A Kuwaiti-backed medical campaign in the city of Erbil provides prosthetic limbs for Iraqis who were injured during the war against ISIS.
As the dust from the war against ISIS settles across Iraq, many Iraqis are working heal their wounds and rebuild their cities from the ravages of the three-year conflict. For many Iraqis, particularly those who lost their limbs during the conflict, the process of recovery carries with it added challenges. Now, a humanitarian organisation in Erbil, in cooperation with the Government of Kuwait, aims to help those Iraqis who are in need of prosthetic limbs.
Based in the city of Erbil, the services offered by the humanitarian organisation Rounahi are primarily aimed at Iraqis displaced from the city of Mosul as a result of ISIS and the subsequent battle to liberate the city. The programme, which was inaugurated earlier in January, is partially funded by the Kuwaiti Government. In addition to using the relatively-undamaged medical infrastructure in Erbil, the programme, called “Kuwait is by your side”, aims to open new specialist medical centres in the city as well as the city of Mosul itself.

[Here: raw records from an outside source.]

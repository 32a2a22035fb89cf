//! Runtime configuration.
//!
//! Every field has a default, so a partial JSON document is enough:
//!
//! ```rust
//! use observable_core::RuntimeConfig;
//!
//! let config = RuntimeConfig::from_json(r#"{ "max_settle_rounds": 8 }"#).unwrap();
//! assert_eq!(config.max_settle_rounds, 8);
//! assert!(config.isolate_observer_panics);
//! ```

use serde::{Deserialize, Serialize};

use crate::error::{Error, Result};

/// Tunables for a [`Runtime`](crate::reactive::Runtime).
#[derive(Debug, Clone, PartialEq, Eq, Serialize, Deserialize)]
#[serde(default)]
pub struct RuntimeConfig {
    /// Run each observer of a flush under `catch_unwind` so one panicking
    /// observer does not cancel its siblings.
    pub isolate_observer_panics: bool,

    /// Upper bound on the number of flushes `settle` runs before giving up.
    pub max_settle_rounds: usize,

    /// Drop registry and cache entries of unreachable containers after
    /// every flush.
    pub purge_on_flush: bool,
}

impl Default for RuntimeConfig {
    fn default() -> Self {
        Self {
            isolate_observer_panics: true,
            max_settle_rounds: 100,
            purge_on_flush: true,
        }
    }
}

impl RuntimeConfig {
    /// Parse a configuration from JSON. Missing fields take their defaults.
    pub fn from_json(json: &str) -> Result<Self> {
        serde_json::from_str(json).map_err(|e| Error::Config(e.to_string()))
    }
}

Officials here say that since the inauguration, they have helped 266 Iraqis and are in the process of helping another 60. However, with numbers of Iraqis needing help in the hundreds, there is some concern that not everyone who needs help is getting it.
Indeed, lack of support for those disabled by the conflict is a common theme across Iraq and here in Erbil in particular. Many of the patients here have appealed to the Iraqi Government as well as other humanitarian organisations. However, they were either given the runaround or simply did not receive any responses. The issue is not limited to the civilian population. Many members of the Iraqi Security Forces who lost their limbs in the line of duty against ISIS have also become increasingly vocal over the lack of support they have received.
Like nearly other sector, the Iraqi healthcare sector has suffered immensely over the past three decades and, especially, over the past three years. With reconstruction the main agenda for the Iraqi Government in 2018 and onwards, restoring the medical system and providing assistance to these people, as well as changing societal attitudes towards disabilities, will be vital.